En als iemand er echt niets aan kon doen dat hij zich niet aan een van deze arbeidsverplichtingen
heeft gehouden? Dan is het mogelijk dat de uitkering niet wordt verlaagd.
Als betrokkene binnen de periode van verlaging van de uitkering weer bereid is om de
bovengenoemde arbeidsverplichtingen 2 tot en met 7 toch (weer) na te komen en kan hij/zij dit
‘ondubbelzinnig’ aantonen? Dan kan hij/zij de gemeente verzoeken de verlaging te herzien. Vanaf dat
moment kan iemand weer recht op de volledige uitkering hebben.
De tegenprestatie
Wat is een tegenprestatie?
De RSDHW mag een bijstandsgerechtigde vragen een tegenprestatie te leveren. Die tegenprestatie
bestaat uit onbetaald werk dat nuttig is voor de samenleving.
Wat zijn de kenmerken van een tegenprestatie?
Een tegenprestatie bestaat uit activiteiten met de volgende kenmerken:
 het zijn activiteiten voor een paar uur per dag of enkele dagdelen per week.
 het zijn activiteiten voor enkele maanden, dus niet voor lange tijd.
 het is geen werk waarvoor eigenlijk loon betaald moet worden. Het mag dus geen ‘gewone baan’
zijn.
 het hoeft geen activiteit te zijn die de kansen op betaald werk vergroot, zoals bij een
participatieplaats vaak wel het geval is.
 de activiteit mag kansen op betaald werk niet in de weg zitten.
 iemand moet in staat zijn om de activiteiten te doen. Dat wil zeggen dat de RSDHW bij een
tegenprestatie rekening moet houden met
 lichamelijke of psychische beperkingen,
 de zorg voor (jonge) kinderen,
 de zorg voor een hulpbehoevende partner of familielid (mantelzorg),
 beheersing van de Nederlandse taal en
 de reistijd van huis naar de werkzaamheden.
Wat kan iemand als tegenprestatie doen?
Tegenprestaties zijn bijvoorbeeld taken die bij verenigingen, organisaties en maatschappelijke
instellingen worden uitgevoerd zoals:
 Koffie schenken in een buurthuis.
 Leesouder zijn op school.
 Het opknappen van speelplekken in de wijk.
 Taalmaatje zijn voor inburgeringsplichtigen.
 Na een storm de takken van wandelpaden in het stadspark verwijderen en ander klein
natuuronderhoud
 Helpen bij evenementen

Enz.
Als iemand al vrijwilligerswerk doet. kan de RSDHW dit aanmerken als een tegenprestatie.

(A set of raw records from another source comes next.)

//! Socket records shared by every socket table implementation

use serde::{Deserialize, Serialize};
use std::net::IpAddr;

/// Network protocol
#[derive(Debug, Clone, Copy, PartialEq, Eq, Hash, Serialize, Deserialize)]
#[serde(rename_all = "lowercase")]
pub enum Protocol {
    Tcp,
    Udp,
}

impl std::fmt::Display for Protocol {
    fn fmt(&self, f: &mut std::fmt::Formatter<'_>) -> std::fmt::Result {
        match self {
            Protocol::Tcp => write!(f, "TCP"),
            Protocol::Udp => write!(f, "UDP"),
        }
    }
}

/// TCP connection state
#[derive(Debug, Clone, Copy, PartialEq, Eq, Serialize, Deserialize)]
#[serde(rename_all = "SCREAMING_SNAKE_CASE")]
pub enum TcpState {
    Closed,
    Listen,
    SynSent,
    SynReceived,
    Established,
    FinWait1,
    FinWait2,
    CloseWait,
    Closing,
    LastAck,
    TimeWait,
    DeleteTcb,
}

impl TcpState {
    /// Parse the hex state column of `/proc/net/tcp`
    pub fn from_proc_hex(code: &str) -> Option<Self> {
        let state = match u8::from_str_radix(code, 16).ok()? {
            0x01 => TcpState::Established,
            0x02 => TcpState::SynSent,
            0x03 => TcpState::SynReceived,
            0x04 => TcpState::FinWait1,
            0x05 => TcpState::FinWait2,
            0x06 => TcpState::TimeWait,
            0x07 => TcpState::Closed,
            0x08 => TcpState::CloseWait,
            0x09 => TcpState::LastAck,
            0x0A => TcpState::Listen,
            0x0B => TcpState::Closing,
            _ => return None,
        };
        Some(state)
    }

    /// Parse the numeric MIB_TCP_STATE values used by the IP Helper API
    pub fn from_mib_state(state: u32) -> Self {
        match state {
            1 => TcpState::Closed,
            2 => TcpState::Listen,
            3 => TcpState::SynSent,
            4 => TcpState::SynReceived,
            5 => TcpState::Established,
            6 => TcpState::FinWait1,
            7 => TcpState::FinWait2,
            8 => TcpState::CloseWait,
            9 => TcpState::Closing,
            10 => TcpState::LastAck,
            11 => TcpState::TimeWait,
            12 => TcpState::DeleteTcb,
            _ => TcpState::Closed,
        }
    }

    /// Parse the textual state printed by `ss`, `netstat` and `lsof`
    pub fn from_name(name: &str) -> Option<Self> {
        let normalized = name.trim().trim_matches(|c| c == '(' || c == ')');
        let state = match normalized.to_ascii_uppercase().replace('-', "_").as_str() {
            "LISTEN" => TcpState::Listen,
            "ESTAB" | "ESTABLISHED" => TcpState::Established,
            "SYN_SENT" => TcpState::SynSent,
            "SYN_RECV" | "SYN_RCVD" | "SYN_RECEIVED" => TcpState::SynReceived,
            "FIN_WAIT1" | "FIN_WAIT_1" => TcpState::FinWait1,
            "FIN_WAIT2" | "FIN_WAIT_2" => TcpState::FinWait2,
            "CLOSE_WAIT" => TcpState::CloseWait,
            "CLOSING" => TcpState::Closing,
            "LAST_ACK" => TcpState::LastAck,
            "TIME_WAIT" => TcpState::TimeWait,
            "CLOSE" | "CLOSED" => TcpState::Closed,
            _ => return None,
        };
        Some(state)
    }
}

impl std::fmt::Display for TcpState {
    fn fmt(&self, f: &mut std::fmt::Formatter<'_>) -> std::fmt::Result {
        match self {
            TcpState::Closed => write!(f, "CLOSED"),
            TcpState::Listen => write!(f, "LISTEN"),
            TcpState::SynSent => write!(f, "SYN_SENT"),
            TcpState::SynReceived => write!(f, "SYN_RCVD"),
            TcpState::Established => write!(f, "ESTABLISHED"),
            TcpState::FinWait1 => write!(f, "FIN_WAIT_1"),
            TcpState::FinWait2 => write!(f, "FIN_WAIT_2"),
            TcpState::CloseWait => write!(f, "CLOSE_WAIT"),
            TcpState::Closing => write!(f, "CLOSING"),
            TcpState::LastAck => write!(f, "LAST_ACK"),
            TcpState::TimeWait => write!(f, "TIME_WAIT"),
            TcpState::DeleteTcb => write!(f, "DELETE_TCB"),
        }
    }
}

/// Whatever a socket table can tell us about who owns a socket
///
/// Procfs knows only the socket inode; tools like `ss` and `lsof` report the PID.
#[derive(Debug, Clone, Copy, PartialEq, Eq, Hash, Serialize, Deserialize)]
#[serde(rename_all = "snake_case")]
pub enum OwnerHandle {
    /// Kernel socket inode, resolved by scanning process handle tables
    Inode(u64),
    /// Owning process reported directly
    Pid(u32),
}

/// A socket in the LISTEN state
#[derive(Debug, Clone, PartialEq, Eq, Serialize, Deserialize)]
pub struct ListeningSocket {
    pub protocol: Protocol,
    pub local_addr: IpAddr,
    pub port: u16,
    /// `None` when the table could not attribute the socket (insufficient privileges)
    pub owner: Option<OwnerHandle>,
}

impl ListeningSocket {
    pub fn tcp(local_addr: IpAddr, port: u16, owner: Option<OwnerHandle>) -> Self {
        Self {
            protocol: Protocol::Tcp,
            local_addr,
            port,
            owner,
        }
    }

    /// Bound to 0.0.0.0 or ::
    pub fn is_wildcard(&self) -> bool {
        self.local_addr.is_unspecified()
    }

    /// `addr:port`, with brackets around IPv6 addresses
    pub fn endpoint(&self) -> String {
        format_endpoint(&self.local_addr, self.port)
    }
}

/// An established or otherwise non-listening TCP connection
#[derive(Debug, Clone, PartialEq, Eq, Serialize, Deserialize)]
pub struct Connection {
    pub pid: u32,
    pub local_addr: IpAddr,
    pub local_port: u16,
    pub remote_addr: IpAddr,
    pub remote_port: u16,
    pub state: TcpState,
}

pub fn format_endpoint(addr: &IpAddr, port: u16) -> String {
    match addr {
        IpAddr::V4(v4) => format!("{}:{}", v4, port),
        IpAddr::V6(v6) => format!("[{}]:{}", v6, port),
    }
}

#[cfg(test)]
mod tests {
    use super::*;
    use std::net::{Ipv4Addr, Ipv6Addr};

    #[test]
    fn test_state_parsers() {
        assert_eq!(TcpState::from_proc_hex("0A"), Some(TcpState::Listen));
        assert_eq!(TcpState::from_proc_hex("01"), Some(TcpState::Established));
        assert_eq!(TcpState::from_proc_hex("zz"), None);
        assert_eq!(TcpState::from_mib_state(2), TcpState::Listen);
        assert_eq!(TcpState::from_name("ESTAB"), Some(TcpState::Established));
        assert_eq!(TcpState::from_name("(LISTEN)"), Some(TcpState::Listen));
        assert_eq!(TcpState::from_name("TIME-WAIT"), Some(TcpState::TimeWait));
    }

    #[test]
    fn test_endpoint_formatting() {
        let v4 = ListeningSocket::tcp(IpAddr::V4(Ipv4Addr::UNSPECIFIED), 80, None);
        assert!(v4.is_wildcard());
        assert_eq!(v4.endpoint(), "0.0.0.0:80");

        let v6 = ListeningSocket::tcp(IpAddr::V6(Ipv6Addr::LOCALHOST), 443, None);
        assert!(!v6.is_wildcard());
        assert_eq!(v6.endpoint(), "[::1]:443");
    }
}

Als iemand aantoonbaar noodzakelijke mantelzorg verricht, wordt in de regel geen tegenprestatie
gevraagd.
Gevraagd kan worden of betrokkene zelf een idee heeft welke tegenprestatie hij wil verrichten. Als
betrokkene zelf iets mag uitkiezen, zoekt hij vaak iets bij een organisatie of vereniging die hem
aanspreekt. Er is ook een vrijwilligerscentrale in de buurt waar meer informatie te verkrijgen is.
Wat zijn de voordelen?
Een tegenprestatie doen kan heel nuttig zijn. Niet alleen voor de samenleving, maar ook voor de
betrokkene zelf! Het ontmoeten van andere mensen, het ontwikkelen van vaardigheden, iets nuttigs
voor andere mensen werkt voor de betrokkene zelf ook vaak positief uit.
Wat gebeurt er als iemand niet meewerkt?
Als de RSDHW een tegenprestatie vraagt, maar iemand wil daar niet aan meewerken, dan kan de
RSDHW een maatregel opleggen. Dat betekent dat diegene één of een aantal maanden een lagere
uitkering krijgt. Hoeveel lager en hoe lang, dat bepaalt de RSDHW zelf. Dit is vastgelegd in een
verordening.
Bovendien komt die persoon niet in aanmerking voor de individuele inkomenstoeslag. Ook hier geldt
het uitgangspunt “ Voor wat, hoort wat”.
Gemeentelijke verordeningen en beleidsregels
Veel regels over bovengenoemde onderwerpen zijn in de Participatiewet zelf vastgelegd. Gemeenten
(RSDHW) hebben wel enige vrijheid om op onderdelen zelf beleid te maken. Zij moeten de
gemeentelijke regels in een gemeentelijke verordening en/of beleidsregels vast leggen. Daarbij
worden vaak op regionaal niveau afspraken gemaakt.